Wildfires are getting worse as climate change brings hotter, drier weather and longer fire seasons. Forty percent of the Northeast is made up of forests. Along the east coast, thunderstorms are often accompanied by rain which can lead to a particularly dangerous type of wildfire characterized by “delayed ignition”. In these highly unpredictable wildfires, sparks smolder hidden in the tree canopy, sometimes for weeks, before igniting. But New England has an overlooked and usually plentiful firefighting ally: Castor canadensis, the North American beaver.
“We’ve known for some time that beavers can change the direction of a fire,” said Emily Fairfax, an ecohydrologist at California State University Channel Islands, one of the lead researchers behind a new pilot project. who studies the ways in which forest fires can be controlled using beavers. “The question we want to investigate now is which beaver activity is needed in which areas to affect fire behavior.”
The idea that a relatively small rodent could impact a wildfire moving at terrifying speeds seems unlikely, but Fairfax and other researchers published a study in 2020 which documented the extent to which beavers and beaver wetlands had created refuges in even some of the worst recent wildfires in the West. She and other scientists have also documented how many beaver dam complexes in these fire-ravaged areas played a vital role in post-fire recovery by cleaning water from its ashes.
Fairfax’s new study, which she undertook with geomorphologist Joe Wheaton of Utah State University and which is funded by the US Fish and Wildlife Service, is now taking this research on beavers and wildfires one step further. They are studying the nuts and bolts of how beavers could be implemented in wildlife mitigation programs. “There’s been so much discussion about the potential of beavers in river landscape restoration to help in the context of a fire,” Fairfax explained, “My goal is to make this a real-world solution to climate change.”
For some time, beavers have been used for river restoration throughout North America – actively reintroduced into the river systems of places like Milwaukee and Maryland to aid in water storage, cleaning and to mitigate floods, but it’s fascinating to think that beavers are now helping to fight forest fires. When you think about it, the relationship between beavers in the landscape and increased forest fire protection makes sense; as Wheaton commented, “It’s not really that complicated, the water doesn’t burn.”
Beavers are one of the largest conservation 20th century throwback stories. They were nearly wiped out during the fur trade, but clever wildlife reintroduction programs in the early 1900s returned them to the landscape. Now beavers have a new role to play in building climate resilience if communities, municipalities and individual landowners can enjoy what they do naturally.
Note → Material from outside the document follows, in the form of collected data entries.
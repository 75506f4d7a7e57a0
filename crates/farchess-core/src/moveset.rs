//! Per-piece-type moveset descriptors and the vicinity tables built from them.

use std::collections::HashMap;

use crate::coord::Coord;
use crate::piece_type::PieceType;
use crate::player::Player;
use crate::raw_type::RawType;

/// A signed step-count bound along a sliding direction. `i64::MAX`/`MIN`
/// stand in for "unbounded" — arithmetic saturates to these sentinels
/// rather than overflowing.
pub const UNBOUNDED_POS: i64 = i64::MAX;
pub const UNBOUNDED_NEG: i64 = i64::MIN;

/// Result of testing whether a piece on an organized line blocks a slider.
#[derive(Debug, Clone, Copy, PartialEq, Eq)]
pub enum BlockResult {
    /// The line continues past this piece (used only by ignore-filtered squares).
    Transparent,
    /// The slider may not land on or past this square (friendly piece).
    BlockedBefore,
    /// The slider may land on this square (capture) but not past it (enemy piece).
    BlockedAfter,
}

pub type BlockingFn = fn(mover: Player, blocker: PieceType) -> BlockResult;
pub type IgnoreFn = fn(mover: PieceType, target_coords: Coord) -> bool;

/// Which concrete special-move executor a descriptor dispatches to. Concrete
/// behavior lives in `movegen.rs`/`exec.rs`; this tag only records which one
/// applies, resolved once per variant at board-init time.
#[derive(Debug, Clone, Copy, PartialEq, Eq)]
pub enum SpecialKind {
    Pawn,
    King,
    Rose,
}

/// An immutable per-raw-type movement descriptor.
#[derive(Debug, Clone)]
pub struct MovesetDescriptor {
    /// Finite jump offsets (knight-like).
    pub individual: Vec<Coord>,
    /// Primitive sliding directions (rook/bishop/queen-like); a direction's
    /// *distance* limit is a property of the game, not the descriptor — the
    /// default is unbounded in both directions, see [`MovesetDescriptor::sliding_limits`].
    pub sliding: Vec<Coord>,
    pub blocking: BlockingFn,
    pub ignore: IgnoreFn,
    pub special: Option<SpecialKind>,
}

impl MovesetDescriptor {
    pub const EMPTY: MovesetDescriptor = MovesetDescriptor {
        individual: Vec::new(),
        sliding: Vec::new(),
        blocking: standard_blocking,
        ignore: standard_ignore,
        special: None,
    };

    /// Default `[neg_limit, pos_limit]` for every sliding direction this
    /// descriptor declares: unbounded both ways. Variant generators that
    /// want a shorter-range slider supply their own limit table to the board;
    /// the descriptor itself only records *which* directions exist.
    pub fn sliding_limits(&self) -> HashMap<Coord, (i64, i64)> {
        self.sliding
            .iter()
            .map(|&d| (d, (UNBOUNDED_NEG, UNBOUNDED_POS)))
            .collect()
    }
}

/// Friendly pieces block one square before themselves (you cannot land on or
/// jump past your own piece); enemy pieces block one square after themselves
/// (you may capture onto their square but not beyond it). A `Void` occupant
/// blocks before itself regardless of color — it is an impassable marker,
/// never a capturable piece.
pub fn standard_blocking(mover: Player, blocker: PieceType) -> BlockResult {
    if blocker.get_raw() == RawType::Void || blocker.get_color() == mover {
        BlockResult::BlockedBefore
    } else {
        BlockResult::BlockedAfter
    }
}

/// No squares are skipped by default; only special movers (e.g. a
/// variant-specific "ghost" piece) would ever need a non-trivial ignore rule.
pub fn standard_ignore(_mover: PieceType, _target_coords: Coord) -> bool {
    false
}

const KNIGHT_OFFSETS: [Coord; 8] = [
    Coord::new(1, 2), Coord::new(2, 1), Coord::new(2, -1), Coord::new(1, -2),
    Coord::new(-1, -2), Coord::new(-2, -1), Coord::new(-2, 1), Coord::new(-1, 2),
];

const KING_OFFSETS: [Coord; 8] = [
    Coord::new(1, 0), Coord::new(1, 1), Coord::new(0, 1), Coord::new(-1, 1),
    Coord::new(-1, 0), Coord::new(-1, -1), Coord::new(0, -1), Coord::new(1, -1),
];

const ORTHOGONAL: [Coord; 2] = [Coord::new(1, 0), Coord::new(0, 1)];
const DIAGONAL: [Coord; 2] = [Coord::new(1, 1), Coord::new(1, -1)];

/// `getPieceMoveset(type) -> descriptor`. Neutral pieces (and `Void`) yield
/// the empty descriptor regardless of raw type.
pub fn moveset_for(piece_type: PieceType) -> MovesetDescriptor {
    let (raw, player) = piece_type.split();
    if player.is_neutral() || raw == RawType::Void {
        return MovesetDescriptor::EMPTY;
    }
    match raw {
        RawType::Pawn => MovesetDescriptor {
            individual: Vec::new(),
            sliding: Vec::new(),
            blocking: standard_blocking,
            ignore: standard_ignore,
            special: Some(SpecialKind::Pawn),
        },
        RawType::Knight => MovesetDescriptor {
            individual: KNIGHT_OFFSETS.to_vec(),
            sliding: Vec::new(),
            blocking: standard_blocking,
            ignore: standard_ignore,
            special: None,
        },
        RawType::Bishop => MovesetDescriptor {
            individual: Vec::new(),
            sliding: DIAGONAL.to_vec(),
            blocking: standard_blocking,
            ignore: standard_ignore,
            special: None,
        },
        RawType::Rook => MovesetDescriptor {
            individual: Vec::new(),
            sliding: ORTHOGONAL.to_vec(),
            blocking: standard_blocking,
            ignore: standard_ignore,
            special: None,
        },
        RawType::Queen => MovesetDescriptor {
            individual: Vec::new(),
            sliding: ORTHOGONAL.iter().chain(DIAGONAL.iter()).copied().collect(),
            blocking: standard_blocking,
            ignore: standard_ignore,
            special: None,
        },
        RawType::King => MovesetDescriptor {
            individual: KING_OFFSETS.to_vec(),
            sliding: Vec::new(),
            blocking: standard_blocking,
            ignore: standard_ignore,
            special: Some(SpecialKind::King),
        },
        RawType::Rose => MovesetDescriptor {
            individual: Vec::new(),
            sliding: Vec::new(),
            blocking: standard_blocking,
            ignore: standard_ignore,
            special: Some(SpecialKind::Rose),
        },
        RawType::Void => MovesetDescriptor::EMPTY,
    }
}

/// Vicinity tables: which raw types can attack a square from a given
/// offset with a single jump move, built from only the raw types actually
/// present in this game.
#[derive(Debug, Clone, Default)]
pub struct VicinityTables {
    /// offset -> raw types whose `individual` moveset contains it.
    pub vicinity: HashMap<Coord, Vec<RawType>>,
    /// offset -> raw types whose *special* mover could plausibly attack from
    /// it (verification of reachability is still required at use site).
    pub special_vicinity: HashMap<Coord, Vec<RawType>>,
}

impl VicinityTables {
    pub fn build(active_types: &[RawType]) -> VicinityTables {
        let mut vicinity: HashMap<Coord, Vec<RawType>> = HashMap::new();
        let mut special_vicinity: HashMap<Coord, Vec<RawType>> = HashMap::new();

        for &raw in active_types {
            let descriptor = moveset_for(PieceType::build(raw, Player::White));
            for &offset in &descriptor.individual {
                vicinity.entry(offset).or_default().push(raw);
            }
            match descriptor.special {
                Some(SpecialKind::Pawn) => {
                    // Diagonal captures only; forward pushes never capture so
                    // they are not "vicinity" in the attack sense.
                    for &offset in &[Coord::new(1, 1), Coord::new(-1, 1)] {
                        special_vicinity.entry(offset).or_default().push(raw);
                        special_vicinity.entry(-offset).or_default().push(raw);
                    }
                }
                Some(SpecialKind::Rose) => {
                    for &offset in &KNIGHT_OFFSETS {
                        special_vicinity.entry(offset).or_default().push(raw);
                    }
                }
                _ => {}
            }
        }

        VicinityTables { vicinity, special_vicinity }
    }
}

#[cfg(test)]
mod tests {
    use super::*;

    #[test]
    fn neutral_pieces_are_empty() {
        let pt = PieceType::build(RawType::Queen, Player::Neutral);
        let descriptor = moveset_for(pt);
        assert!(descriptor.individual.is_empty());
        assert!(descriptor.sliding.is_empty());
    }

    #[test]
    fn queen_slides_all_eight_directions_reduced_to_four_primitives() {
        let descriptor = moveset_for(PieceType::build(RawType::Queen, Player::White));
        assert_eq!(descriptor.sliding.len(), 4);
    }

    #[test]
    fn knight_has_eight_jumps() {
        let descriptor = moveset_for(PieceType::build(RawType::Knight, Player::White));
        assert_eq!(descriptor.individual.len(), 8);
    }

    #[test]
    fn vicinity_built_from_active_types_only() {
        let tables = VicinityTables::build(&[RawType::Knight]);
        assert_eq!(tables.vicinity.len(), 8);
        assert!(tables.vicinity.values().all(|v| v == &vec![RawType::Knight]));
    }

    #[test]
    fn standard_blocking_friendly_vs_enemy() {
        let friendly = PieceType::build(RawType::Pawn, Player::White);
        let enemy = PieceType::build(RawType::Pawn, Player::Black);
        assert_eq!(standard_blocking(Player::White, friendly), BlockResult::BlockedBefore);
        assert_eq!(standard_blocking(Player::White, enemy), BlockResult::BlockedAfter);
    }

    #[test]
    fn standard_blocking_void_blocks_before_regardless_of_color() {
        let void_white = PieceType::build(RawType::Void, Player::White);
        let void_black = PieceType::build(RawType::Void, Player::Black);
        assert_eq!(standard_blocking(Player::White, void_white), BlockResult::BlockedBefore);
        assert_eq!(standard_blocking(Player::White, void_black), BlockResult::BlockedBefore);
        assert_eq!(standard_blocking(Player::Black, void_white), BlockResult::BlockedBefore);
    }
}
Here in the Northeast, the challenge will be to create enough beaver habitat free from human-wildlife conflict. Beavers will do what beavers do best: chop down trees, build dams, and create wetlands. Beavers can flood roads and other infrastructure. But there are increasingly sophisticated methods for managing beaver activity, including the installation of pond levelers and outflow devices that can protect roads and culverts.
The Northeast needs up-to-date education and updated beaver management policies. Where I live in Connecticut, beavers cannot be moved, a holdover from a time when beavers were believed to pose a significant risk of disease transmission. This law should be changed; beavers do not carry high levels of disease and there are many places where the water and biodiversity they bring are needed – and where they can thrive without causing human-wildlife conflict.
Above all, we cannot afford to continue to view beavers as vermin and lose the valuable environmental services they provide; beavers can be part of a viable north american climate action plan – they bring much-needed water back to the land, and their wetlands slow down, store and purify water – water residents need to fill their wells, water plants and crops and, yes , fight future forest fires. Perhaps the Forest Service should consider a new animal mascot, Smokey the beaver.
Leila Philip is the author of “Beaverland: How a strange rodent created Americaand professor in the English department of the Collège de la Sainte-Croix.